Another good article, from the UK: Healthcare assistants lead in dementia care | News | Nursing Times

Healthcare assistants play an unacknowledged managerial role in the care of dementia patients, research has revealed.



The study, from Nottingham University and funded by a Department of Health research programme found HCAs provided the type of care most important to dementia patients themselves and created a “positive therapeutic environment”.

The National Audit Office has estimated over half a million people in England have dementia and expect this to double in the next 30 years – posing questions around the workforce and skill mix requirements to meet that need.

Researchers spent three months working as HCAs and interviewing them. They found HCAs managed families and gave emotional and practical support to informal carers as well as controlling the level of general activity on the ward.

Lead researcher on the project Justine Schneider told Nursing Times: “HCAs provide virtually all of the hands-on care. How they are fed, dressed and bathed is what people with severe dementia care about.”
Professor Schneider said that managing the ward atmosphere was the “distinctive contribution” that HCAs made which had a therapeutic effect on the patients.

“They determine the level of stimulation in the ward.

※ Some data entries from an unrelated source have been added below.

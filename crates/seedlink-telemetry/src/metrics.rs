//! Prometheus-backed metrics registry for cross-seed attempts.
//!
//! # Design
//! - Encapsulates collector registration to keep the public API small.
//! - Cheap to clone; every clone records into the same registry.

use std::sync::Arc;

use prometheus::{Encoder, IntCounter, IntCounterVec, Opts, Registry, TextEncoder};
use serde::Serialize;

use crate::error::{Result, TelemetryError};

/// Prometheus-backed metrics registry shared across the engine.
#[derive(Clone)]
pub struct Metrics {
    inner: Arc<MetricsInner>,
}

struct MetricsInner {
    registry: Registry,
    attempts_total: IntCounterVec,
    linked_files_total: IntCounterVec,
    clone_retries_total: IntCounter,
    recheck_outcomes_total: IntCounterVec,
}

/// Snapshot of selected counters for health reporting.
#[derive(Debug, Clone, Default, PartialEq, Eq, Serialize)]
pub struct MetricsSnapshot {
    /// Files hardlinked into cross-seed trees.
    pub hardlinked_files: u64,
    /// Files cloned into cross-seed trees.
    pub reflinked_files: u64,
    /// Transient clone retries.
    pub clone_retries_total: u64,
    /// Rechecks that ended in an automatic resume.
    pub rechecks_auto_resumed: u64,
    /// Rechecks that left the torrent paused.
    pub rechecks_staying_paused: u64,
}

impl Metrics {
    /// Construct a new metrics registry with the cross-seed collectors registered.
    ///
    /// # Errors
    ///
    /// Returns an error if any of the Prometheus collectors cannot be
    /// built or registered.
    pub fn new() -> Result<Self> {
        let registry = Registry::new();

        let attempts_total = IntCounterVec::new(
            Opts::new(
                "crossseed_attempts_total",
                "Cross-seed attempts by link mode and outcome",
            ),
            &["mode", "outcome"],
        )
        .map_err(|source| collector("crossseed_attempts_total", source))?;
        let linked_files_total = IntCounterVec::new(
            Opts::new(
                "crossseed_linked_files_total",
                "Files materialised in cross-seed trees by link kind",
            ),
            &["kind"],
        )
        .map_err(|source| collector("crossseed_linked_files_total", source))?;
        let clone_retries_total = IntCounter::with_opts(Opts::new(
            "crossseed_clone_retries_total",
            "Transient clone failures retried",
        ))
        .map_err(|source| collector("crossseed_clone_retries_total", source))?;
        let recheck_outcomes_total = IntCounterVec::new(
            Opts::new(
                "crossseed_recheck_outcomes_total",
                "Recheck decisions by outcome",
            ),
            &["outcome"],
        )
        .map_err(|source| collector("crossseed_recheck_outcomes_total", source))?;

        register(&registry, "crossseed_attempts_total", &attempts_total)?;
        register(&registry, "crossseed_linked_files_total", &linked_files_total)?;
        register(&registry, "crossseed_clone_retries_total", &clone_retries_total)?;
        register(
            &registry,
            "crossseed_recheck_outcomes_total",
            &recheck_outcomes_total,
        )?;

        Ok(Self {
            inner: Arc::new(MetricsInner {
                registry,
                attempts_total,
                linked_files_total,
                clone_retries_total,
                recheck_outcomes_total,
            }),
        })
    }

    /// Count one cross-seed attempt by link mode and outcome (`added`, `skipped`, `failed`).
    pub fn inc_attempt(&self, mode: &str, outcome: &str) {
        self.inner
            .attempts_total
            .with_label_values(&[mode, outcome])
            .inc();
    }

    /// Add files materialised with the given link kind (`hardlink` or `reflink`).
    pub fn add_linked_files(&self, kind: &str, count: u64) {
        self.inner
            .linked_files_total
            .with_label_values(&[kind])
            .inc_by(count);
    }

    /// Add transient clone retries.
    pub fn add_clone_retries(&self, count: u64) {
        self.inner.clone_retries_total.inc_by(count);
    }

    /// Count one recheck decision (`auto_resumed` or `staying_paused`).
    pub fn inc_recheck_outcome(&self, outcome: &str) {
        self.inner
            .recheck_outcomes_total
            .with_label_values(&[outcome])
            .inc();
    }

    /// Current attempt count for a mode and outcome pair.
    #[must_use]
    pub fn attempts(&self, mode: &str, outcome: &str) -> u64 {
        self.inner
            .attempts_total
            .with_label_values(&[mode, outcome])
            .get()
    }

    /// Render the metrics registry using the Prometheus text exposition format.
    ///
    /// # Errors
    ///
    /// Returns an error if the metrics cannot be encoded or if the encoded
    /// buffer is not valid UTF-8.
    pub fn render(&self) -> Result<String> {
        let encoder = TextEncoder::new();
        let metric_families = self.inner.registry.gather();
        let mut buffer = Vec::new();
        encoder
            .encode(&metric_families, &mut buffer)
            .map_err(|source| TelemetryError::MetricsEncode { source })?;
        String::from_utf8(buffer).map_err(|source| TelemetryError::MetricsUtf8 { source })
    }

    /// Take a point-in-time snapshot of the cross-seed counters.
    #[must_use]
    pub fn snapshot(&self) -> MetricsSnapshot {
        let inner = &self.inner;
        MetricsSnapshot {
            hardlinked_files: inner.linked_files_total.with_label_values(&["hardlink"]).get(),
            reflinked_files: inner.linked_files_total.with_label_values(&["reflink"]).get(),
            clone_retries_total: inner.clone_retries_total.get(),
            rechecks_auto_resumed: inner
                .recheck_outcomes_total
                .with_label_values(&["auto_resumed"])
                .get(),
            rechecks_staying_paused: inner
                .recheck_outcomes_total
                .with_label_values(&["staying_paused"])
                .get(),
        }
    }
}

const fn collector(name: &'static str, source: prometheus::Error) -> TelemetryError {
    TelemetryError::MetricsCollector { name, source }
}

fn register<C>(registry: &Registry, name: &'static str, collector: &C) -> Result<()>
where
    C: prometheus::core::Collector + Clone + 'static,
{
    registry
        .register(Box::new(collector.clone()))
        .map_err(|source| TelemetryError::MetricsRegister { name, source })
}

#[cfg(test)]
mod tests {
    use super::*;

    #[test]
    fn snapshot_reflects_updates() -> Result<()> {
        let metrics = Metrics::new()?;
        metrics.inc_attempt("hardlink", "added");
        metrics.inc_attempt("hardlink", "added");
        metrics.inc_attempt("reflink", "skipped");
        metrics.add_linked_files("hardlink", 3);
        metrics.add_linked_files("reflink", 1);
        metrics.add_clone_retries(2);
        metrics.inc_recheck_outcome("auto_resumed");
        metrics.inc_recheck_outcome("staying_paused");

        let snapshot = metrics.clone().snapshot();
        assert_eq!(
            snapshot,
            MetricsSnapshot {
                hardlinked_files: 3,
                reflinked_files: 1,
                clone_retries_total: 2,
                rechecks_auto_resumed: 1,
                rechecks_staying_paused: 1,
            }
        );
        assert_eq!(metrics.attempts("hardlink", "added"), 2);
        assert_eq!(metrics.attempts("default", "added"), 0);

        let rendered = metrics.render()?;
        assert!(rendered.contains("crossseed_attempts_total"));
        assert!(rendered.contains("crossseed_recheck_outcomes_total"));
        Ok(())
    }
}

They facilitate family members coming onto the ward, they would make sure the level of stimulation was not too high or too low, taking someone out of the group environment if necessary or putting music on to liven things up if they had got a bit sluggish.”

The research poses questions about whether the job descriptions and supervision policies HCAs are subject to actually recognise the distinctive contributions they make. It also proposed more use was made of the band 4 position to recognise HCAs who were managing other HCAs.

“Much of what HCAs do is not codified in formal academic learning” Professor Schneider said. “More attention needs to be paid to the unqualified whose skills are so important to the growing number of people with dementia.”

Jeremy Wright MP, who chaired last June’s Parliamentary group on dementia, said in his preface to their report: “It is truly remarkable that those who work in care settings receive so little training in dementia care and that the training which is available is of such variable quality.”